Pharmacokinetics and pharmacodynamics of the enantiomers of gallopamil.

The pharmacokinetics and pharmacodynamics of the enantiomers of the calcium antagonist gallopamil have been investigated in six healthy volunteers. Each subject was studied on five occasions after receiving, in randomized order: placebo, 25 mg of (R)-gallopamil, 25 mg of (S)-gallopamil, 50 mg of pseudoracemic [25 mg of deuterated (S)-gallopamil and 25 mg of (R)-gallopamil] and 100 mg of (R)-gallopamil HCl orally. After separate administration, the apparent oral clearances of both enantiomers were similar [(R), 15.1 +/- 9.9 liters/min; (S), 11.0 +/- 6.0 liters/min], indicating that gallopamil first-pass metabolism is not stereoselective.

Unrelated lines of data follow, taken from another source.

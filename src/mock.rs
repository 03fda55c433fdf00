//! Deterministic placeholder data for offline and degraded operation.
//!
//! Every function is a pure generator over a fixed activity table, so
//! repeated calls are value-equal (modulo the "now" reference used for
//! timestamps). Nothing here is ever persisted.

use chrono::{DateTime, Duration, Utc};

use crate::api::{Activity, ActivityType, UserProfile, UserStatistics};

/// Fixed activity table: title, type, distance km, duration min, comments,
/// likes. Row order is newest first.
const ACTIVITY_ROWS: &[(&str, ActivityType, f64, u32, u32, u32)] = &[
  ("Morning Run", ActivityType::Run, 5.2, 31, 2, 8),
  ("Evening Ride", ActivityType::Ride, 21.4, 58, 1, 12),
  ("Lake Swim", ActivityType::Swim, 1.5, 40, 0, 5),
  ("Trail Run", ActivityType::Run, 8.7, 52, 3, 9),
  ("Ridge Hike", ActivityType::Hike, 11.3, 164, 4, 6),
];

/// User id attached to generated activities.
const PLACEHOLDER_USER_ID: i64 = 1;

/// Deterministic activity list, most recent first.
///
/// Timestamps are offset from the current instant by whole-day multiples;
/// everything else comes from the fixed table.
pub fn default_activities() -> Vec<Activity> {
  default_activities_at(Utc::now())
}

/// Same as `default_activities`, with the reference instant pinned.
pub fn default_activities_at(now: DateTime<Utc>) -> Vec<Activity> {
  ACTIVITY_ROWS
    .iter()
    .enumerate()
    .map(|(i, &(title, activity_type, distance_km, duration_min, comments, likes))| Activity {
      id: (i + 1) as i64,
      user_id: PLACEHOLDER_USER_ID,
      title: title.to_string(),
      activity_type,
      distance_km,
      duration_min,
      comments_count: comments,
      likes_count: likes,
      created_at: now - Duration::days(i as i64),
    })
    .collect()
}

/// Default profile with the id overridden by the caller.
pub fn user_profile(user_id: i64) -> UserProfile {
  UserProfile {
    id: user_id,
    username: "athlete".to_string(),
    full_name: "Sample Athlete".to_string(),
    avatar_url: None,
    bio: Some("Placeholder profile while the service is unreachable".to_string()),
  }
}

/// Aggregate statistics, recomputed from `default_activities` on every call.
pub fn user_statistics(user_id: i64) -> UserStatistics {
  UserStatistics::from_activities(user_id, &default_activities())
}

#[cfg(test)]
mod tests {
  use super::*;

  #[test]
  fn activities_are_deterministic_for_a_pinned_instant() {
    let now = Utc::now();
    assert_eq!(default_activities_at(now), default_activities_at(now));
  }

  #[test]
  fn activities_are_most_recent_first() {
    let activities = default_activities();
    for pair in activities.windows(2) {
      assert!(pair[0].created_at > pair[1].created_at);
    }
  }

  #[test]
  fn profile_id_is_overridden() {
    assert_eq!(user_profile(42).id, 42);
    assert_eq!(user_profile(42).username, user_profile(7).username);
  }

  #[test]
  fn statistics_are_idempotent() {
    assert_eq!(user_statistics(42), user_statistics(42));
  }

  #[test]
  fn statistics_cover_the_whole_activity_set() {
    let stats = user_statistics(1);
    let activities = default_activities();

    assert_eq!(stats.total_activities, activities.len());
    assert_eq!(
      stats.total_comments,
      activities.iter().map(|a| u64::from(a.comments_count)).sum::<u64>()
    );
    assert_eq!(
      stats.total_likes,
      activities.iter().map(|a| u64::from(a.likes_count)).sum::<u64>()
    );
    assert_eq!(stats.by_type.values().sum::<usize>(), activities.len());
    assert_eq!(stats.by_type.get(&ActivityType::Run), Some(&2));
  }
}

After coadministration, the apparent oral clearance of each enantiomers decreased [(R), 5.9 +/- 2.8 liters/min; (S), 5.8 +/- 2.66 liters/min], suggesting that a partial saturation of first-pass metabolism occurs because the dose was twice as high than for the single enantiomers. Serum protein binding and renal elimination of gallopamil are stereoselective, favoring (S)-gallopamil. Analysis of urine samples revealed a marked degree of stereoselectivity in the formation of O- and N-dealkyl metabolites. Because these showed opposite stereoselectivity, canceling out each other, the net result was no or only marginal stereoselectivity. Twenty-five milligrams of (S)-gallopamil prolonged the PR interval in all subjects; however, a greater effect was elicited by 50 mg of (RS)-gallopamil. (R)-Gallopamil (100 mg) did not significantly alter the PR interval, although higher concentrations were attained than after the pseudoracemate. Based on a consideration of (S)-gallopamil serum concentrations, a comparable relationship between (S)-gallopamil level and effect occurred after (S)- and (RS)-gallopamil, indicating that the pharmacological effect produced by the racemate could be totally accounted for by the higher concentrations of (S)-gallopamil attained.